- Diet and Lifestyle Factors:
The following causes of Gout, contribute to development of this painful condition
- Foods such as shellfish and red meat
- Alcohol in excess
- Sugar-rich drinks and foods high in fructose.
- Medical Conditions:
Certain diseases and conditions can also figure as possible causes of Gout, including:
- Untreated high blood pressure
- Diabetes mellitus
- Dyslipidemia (high cholesterol and/or triglycerides in the blood)

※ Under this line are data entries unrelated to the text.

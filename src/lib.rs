pub mod api;
pub mod channel;
pub mod config;
pub mod core;
pub mod error;
pub mod geo;
pub mod models;
pub mod observability;
pub mod queue;
pub mod status;
pub mod store;
pub mod testing;
pub mod tracker;
pub mod wire;
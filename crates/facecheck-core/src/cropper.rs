//! Face crops, one PNG per well-formed detection box.

use crate::loader::{SourceImage, DEFAULT_MAX_DIMENSION};
use crate::types::{BoundingBox, Detection};
use base64::Engine;
use image::{DynamicImage, ImageFormat, RgbaImage};
use std::io::Cursor;
use thiserror::Error;

/// Why a detection could not be cropped. The batch skips it and continues.
#[derive(Error, Debug, Clone, PartialEq)]
pub enum MalformedDetection {
    #[error("detection has no bounding box")]
    MissingBox,
    #[error("bounding box has non-finite coordinates")]
    NonFinite,
    #[error("bounding box is smaller than one pixel")]
    Empty,
    #[error("bounding box of {width}x{height} exceeds {max} pixels per side")]
    Oversized { width: u32, height: u32, max: u32 },
}

/// Largest crop side, matching the largest source image the loader accepts
/// by default.
pub const MAX_CROP_DIMENSION: u32 = DEFAULT_MAX_DIMENSION;

#[derive(Error, Debug)]
pub enum CropError {
    #[error("failed to encode face crop: {0}")]
    Encode(#[from] image::ImageError),
}

/// A cropped face, PNG-encoded for display.
#[derive(Debug, Clone, PartialEq, Eq)]
pub struct ExtractedFace {
    /// Index of the detection this crop came from.
    pub detection_index: usize,
    pub width: u32,
    pub height: u32,
    pub png: Vec<u8>,
}

impl ExtractedFace {
    /// `data:image/png;base64,...` URL for embedding in a page.
    pub fn data_url(&self) -> String {
        format!(
            "data:image/png;base64,{}",
            base64::engine::general_purpose::STANDARD.encode(&self.png)
        )
    }
}

/// Copy the region under `bbox` into a raster of the box's size.
///
/// Parts of the box that fall outside the source stay transparent. Boxes
/// wider or taller than [`MAX_CROP_DIMENSION`] are rejected before anything
/// is allocated.
pub fn crop_face(image: &SourceImage, bbox: &BoundingBox) -> Result<RgbaImage, MalformedDetection> {
    let rect = bbox.pixel_rect().ok_or_else(|| {
        let finite = [bbox.x, bbox.y, bbox.width, bbox.height]
            .iter()
            .all(|v| v.is_finite());
        if finite {
            MalformedDetection::Empty
        } else {
            MalformedDetection::NonFinite
        }
    })?;

    if rect.width > MAX_CROP_DIMENSION || rect.height > MAX_CROP_DIMENSION {
        return Err(MalformedDetection::Oversized {
            width: rect.width,
            height: rect.height,
            max: MAX_CROP_DIMENSION,
        });
    }

    let mut face = RgbaImage::new(rect.width, rect.height);
    image::imageops::replace(&mut face, image.pixels(), -rect.x, -rect.y);
    Ok(face)
}

/// Crop and encode every well-formed detection, in detection order.
///
/// Detections without a usable box are skipped, so the output can be shorter
/// than the input; `detection_index` links each crop back to its detection.
pub fn extract_faces(
    image: &SourceImage,
    detections: &[Detection],
) -> Result<Vec<ExtractedFace>, CropError> {
    let mut faces = Vec::with_capacity(detections.len());

    for (index, detection) in detections.iter().enumerate() {
        let cropped = detection
            .bounding_box
            .as_ref()
            .ok_or(MalformedDetection::MissingBox)
            .and_then(|bbox| crop_face(image, bbox));

        let face = match cropped {
            Ok(face) => face,
            Err(reason) => {
                tracing::debug!(index, %reason, "skipping detection");
                continue;
            }
        };

        let (width, height) = face.dimensions();
        let mut png = Vec::new();
        DynamicImage::ImageRgba8(face).write_to(&mut Cursor::new(&mut png), ImageFormat::Png)?;

        faces.push(ExtractedFace {
            detection_index: index,
            width,
            height,
            png,
        });
    }

    tracing::debug!(
        detections = detections.len(),
        extracted = faces.len(),
        "faces extracted"
    );

    Ok(faces)
}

- Atherosclerosis (hardening of arteries due to deposition of cholesterol)
- Kidney disease
- Trauma in the form of either injury to a joint or surgery
- Certain Medications:
- Regular use of Aspirin (more than 1 or 2 aspirin a day)
- Diuretic medicines
- Chemotherapy medicines (usually used to treat cancer)
- Medicines that suppress the immune system, such as cyclosporine, that are used to prevent your body from rejecting an organ transplant are also chief causes of Gout.
- Family History:
Research studies indicate that heredity plays a role as one of the causes of Gout.
- Age and Sex:
Gout occurs more often in men, primarily because women tend to have lower uric acid levels. After menopause, however, women's uric acid levels approach those of men. Men also are more likely to develop gout earlier - usually between the ages of 40 and 50 years.